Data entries
━━━━━━━━━━━━━━━━━━━━
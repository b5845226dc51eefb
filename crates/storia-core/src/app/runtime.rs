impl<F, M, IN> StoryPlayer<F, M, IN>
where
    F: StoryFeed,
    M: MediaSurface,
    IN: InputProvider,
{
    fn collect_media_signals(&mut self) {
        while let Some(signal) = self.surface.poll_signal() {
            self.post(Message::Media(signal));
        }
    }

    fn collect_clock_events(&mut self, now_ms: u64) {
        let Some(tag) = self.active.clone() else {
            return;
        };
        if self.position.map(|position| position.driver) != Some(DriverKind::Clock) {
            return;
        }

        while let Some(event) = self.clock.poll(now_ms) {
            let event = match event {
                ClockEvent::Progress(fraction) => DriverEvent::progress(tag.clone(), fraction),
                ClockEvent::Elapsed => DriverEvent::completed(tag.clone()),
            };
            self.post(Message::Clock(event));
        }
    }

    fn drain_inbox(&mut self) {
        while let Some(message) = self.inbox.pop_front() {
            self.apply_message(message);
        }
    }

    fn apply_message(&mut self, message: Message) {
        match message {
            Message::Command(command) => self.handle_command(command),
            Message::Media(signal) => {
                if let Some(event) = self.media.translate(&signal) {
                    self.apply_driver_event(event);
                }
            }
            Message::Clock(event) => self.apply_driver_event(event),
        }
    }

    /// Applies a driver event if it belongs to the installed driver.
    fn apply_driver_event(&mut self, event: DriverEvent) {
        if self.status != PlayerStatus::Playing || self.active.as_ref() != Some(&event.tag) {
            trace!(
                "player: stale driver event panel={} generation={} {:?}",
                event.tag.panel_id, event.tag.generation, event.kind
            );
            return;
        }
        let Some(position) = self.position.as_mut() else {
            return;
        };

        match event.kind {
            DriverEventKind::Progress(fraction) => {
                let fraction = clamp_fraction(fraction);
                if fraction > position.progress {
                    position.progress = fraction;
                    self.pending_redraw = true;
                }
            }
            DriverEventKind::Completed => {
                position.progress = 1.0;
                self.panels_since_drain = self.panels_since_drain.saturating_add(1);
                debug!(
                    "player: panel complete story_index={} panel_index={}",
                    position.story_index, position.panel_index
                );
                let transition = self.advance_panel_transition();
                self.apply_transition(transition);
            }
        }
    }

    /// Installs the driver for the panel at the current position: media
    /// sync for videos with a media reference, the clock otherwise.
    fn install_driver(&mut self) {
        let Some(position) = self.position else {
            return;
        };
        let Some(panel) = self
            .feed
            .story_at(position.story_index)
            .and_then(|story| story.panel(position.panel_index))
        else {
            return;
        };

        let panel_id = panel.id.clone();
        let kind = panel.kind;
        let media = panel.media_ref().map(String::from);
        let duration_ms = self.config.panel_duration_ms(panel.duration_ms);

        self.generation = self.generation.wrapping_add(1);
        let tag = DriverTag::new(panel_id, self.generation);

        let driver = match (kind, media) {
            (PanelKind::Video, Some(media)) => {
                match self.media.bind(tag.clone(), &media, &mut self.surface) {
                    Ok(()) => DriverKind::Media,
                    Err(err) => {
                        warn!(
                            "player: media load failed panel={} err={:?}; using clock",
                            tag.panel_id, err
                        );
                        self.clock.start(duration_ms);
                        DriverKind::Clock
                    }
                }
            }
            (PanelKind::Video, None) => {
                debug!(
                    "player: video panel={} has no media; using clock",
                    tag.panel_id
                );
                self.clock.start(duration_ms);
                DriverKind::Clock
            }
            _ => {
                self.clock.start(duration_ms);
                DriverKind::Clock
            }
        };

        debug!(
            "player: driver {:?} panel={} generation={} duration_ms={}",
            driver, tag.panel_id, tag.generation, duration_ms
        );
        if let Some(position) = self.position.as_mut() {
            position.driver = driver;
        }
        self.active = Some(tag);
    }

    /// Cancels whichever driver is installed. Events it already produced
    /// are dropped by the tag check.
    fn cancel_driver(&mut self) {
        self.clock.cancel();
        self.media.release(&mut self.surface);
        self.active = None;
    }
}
━━━━━━━━━━━━━━━━━━━━
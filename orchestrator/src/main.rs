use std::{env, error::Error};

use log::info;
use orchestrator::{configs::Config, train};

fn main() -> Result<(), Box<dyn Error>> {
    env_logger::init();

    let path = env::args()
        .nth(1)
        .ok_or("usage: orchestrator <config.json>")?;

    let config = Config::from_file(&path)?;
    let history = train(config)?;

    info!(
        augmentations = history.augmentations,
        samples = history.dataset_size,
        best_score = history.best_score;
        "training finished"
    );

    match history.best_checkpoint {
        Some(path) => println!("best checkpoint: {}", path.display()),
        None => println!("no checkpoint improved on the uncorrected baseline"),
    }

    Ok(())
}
━━━━━━━━━━━━━━━━━━━━
Exercise directions ->
Set down, from the entries above, exactly the lines from the one with "repository b5845226dc51eefb" up to and including the one with "let event = match", and no other lines.

Task answer ->
repository b5845226dc51eefb
filename crates/storia-core/src/app/runtime.rs
impl<F, M, IN> StoryPlayer<F, M, IN>
where
    F: StoryFeed,
    M: MediaSurface,
    IN: InputProvider,
{
    fn collect_media_signals(&mut self) {
        while let Some(signal) = self.surface.poll_signal() {
            self.post(Message::Media(signal));
        }
    }

    fn collect_clock_events(&mut self, now_ms: u64) {
        let Some(tag) = self.active.clone() else {
            return;
        };
        if self.position.map(|position| position.driver) != Some(DriverKind::Clock) {
            return;
        }

        while let Some(event) = self.clock.poll(now_ms) {
            let event = match event {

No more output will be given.